*** Opening of RECORDS FOR THIS TASK ***

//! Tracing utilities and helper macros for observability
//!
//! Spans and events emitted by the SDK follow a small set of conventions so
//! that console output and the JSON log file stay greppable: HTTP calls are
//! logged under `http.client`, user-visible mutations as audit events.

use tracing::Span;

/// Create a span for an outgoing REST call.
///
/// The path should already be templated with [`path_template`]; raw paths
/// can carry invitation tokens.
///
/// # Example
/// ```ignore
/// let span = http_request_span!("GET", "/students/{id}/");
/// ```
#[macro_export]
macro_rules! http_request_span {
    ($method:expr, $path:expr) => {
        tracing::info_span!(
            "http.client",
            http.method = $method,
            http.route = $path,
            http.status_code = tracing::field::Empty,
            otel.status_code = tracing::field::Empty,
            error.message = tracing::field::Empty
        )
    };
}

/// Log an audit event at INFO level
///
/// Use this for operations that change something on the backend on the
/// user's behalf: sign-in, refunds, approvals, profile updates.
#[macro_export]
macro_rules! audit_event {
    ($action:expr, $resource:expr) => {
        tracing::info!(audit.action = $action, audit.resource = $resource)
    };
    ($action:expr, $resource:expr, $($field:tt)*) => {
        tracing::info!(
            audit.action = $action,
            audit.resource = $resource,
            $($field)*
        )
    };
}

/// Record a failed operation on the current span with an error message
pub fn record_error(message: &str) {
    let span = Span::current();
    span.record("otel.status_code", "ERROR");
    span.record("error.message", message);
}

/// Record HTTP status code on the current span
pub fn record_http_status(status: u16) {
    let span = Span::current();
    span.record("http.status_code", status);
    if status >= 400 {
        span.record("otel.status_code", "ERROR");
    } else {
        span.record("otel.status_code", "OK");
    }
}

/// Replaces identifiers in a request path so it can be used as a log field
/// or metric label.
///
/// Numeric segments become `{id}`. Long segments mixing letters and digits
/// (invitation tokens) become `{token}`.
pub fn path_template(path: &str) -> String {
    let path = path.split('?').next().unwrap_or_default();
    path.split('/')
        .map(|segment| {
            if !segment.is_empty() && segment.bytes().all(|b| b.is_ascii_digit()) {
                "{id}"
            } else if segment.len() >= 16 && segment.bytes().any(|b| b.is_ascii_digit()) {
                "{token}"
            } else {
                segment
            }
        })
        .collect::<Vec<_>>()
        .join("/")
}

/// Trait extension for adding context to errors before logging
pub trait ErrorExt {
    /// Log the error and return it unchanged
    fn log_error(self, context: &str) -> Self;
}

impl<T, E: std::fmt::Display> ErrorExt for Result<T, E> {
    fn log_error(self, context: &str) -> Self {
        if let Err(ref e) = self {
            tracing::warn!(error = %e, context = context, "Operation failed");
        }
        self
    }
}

*** Close of RECORDS FOR THIS TASK ***

### REQUIREMENT:
Reproduce each record shown above without altering a single word.

### PROBLEM SOLUTION:
//! Tracing utilities and helper macros for observability
//!
//! Spans and events emitted by the SDK follow a small set of conventions so
//! that console output and the JSON log file stay greppable: HTTP calls are
//! logged under `http.client`, user-visible mutations as audit events.

use tracing::Span;

/// Create a span for an outgoing REST call.
///
/// The path should already be templated with [`path_template`]; raw paths
/// can carry invitation tokens.
///
/// # Example
/// ```ignore
/// let span = http_request_span!("GET", "/students/{id}/");
/// ```
#[macro_export]
macro_rules! http_request_span {
    ($method:expr, $path:expr) => {
        tracing::info_span!(
            "http.client",
            http.method = $method,
            http.route = $path,
            http.status_code = tracing::field::Empty,
            otel.status_code = tracing::field::Empty,
            error.message = tracing::field::Empty
        )
    };
}

/// Log an audit event at INFO level
///
/// Use this for operations that change something on the backend on the
/// user's behalf: sign-in, refunds, approvals, profile updates.
#[macro_export]
macro_rules! audit_event {
    ($action:expr, $resource:expr) => {
        tracing::info!(audit.action = $action, audit.resource = $resource)
    };
    ($action:expr, $resource:expr, $($field:tt)*) => {
        tracing::info!(
            audit.action = $action,
            audit.resource = $resource,
            $($field)*
        )
    };
}

/// Record a failed operation on the current span with an error message
pub fn record_error(message: &str) {
    let span = Span::current();
    span.record("otel.status_code", "ERROR");
    span.record("error.message", message);
}

/// Record HTTP status code on the current span
pub fn record_http_status(status: u16) {
    let span = Span::current();
    span.record("http.status_code", status);
    if status >= 400 {
        span.record("otel.status_code", "ERROR");
    } else {
        span.record("otel.status_code", "OK");
    }
}

/// Replaces identifiers in a request path so it can be used as a log field
/// or metric label.
///
/// Numeric segments become `{id}`. Long segments mixing letters and digits
/// (invitation tokens) become `{token}`.
pub fn path_template(path: &str) -> String {
    let path = path.split('?').next().unwrap_or_default();
    path.split('/')
        .map(|segment| {
            if !segment.is_empty() && segment.bytes().all(|b| b.is_ascii_digit()) {
                "{id}"
            } else if segment.len() >= 16 && segment.bytes().any(|b| b.is_ascii_digit()) {
                "{token}"
            } else {
                segment
            }
        })
        .collect::<Vec<_>>()
        .join("/")
}

/// Trait extension for adding context to errors before logging
pub trait ErrorExt {
    /// Log the error and return it unchanged
    fn log_error(self, context: &str) -> Self;
}

impl<T, E: std::fmt::Display> ErrorExt for Result<T, E> {
    fn log_error(self, context: &str) -> Self {
        if let Err(ref e) = self {
            tracing::warn!(error = %e, context = context, "Operation failed");
        }
        self
    }
}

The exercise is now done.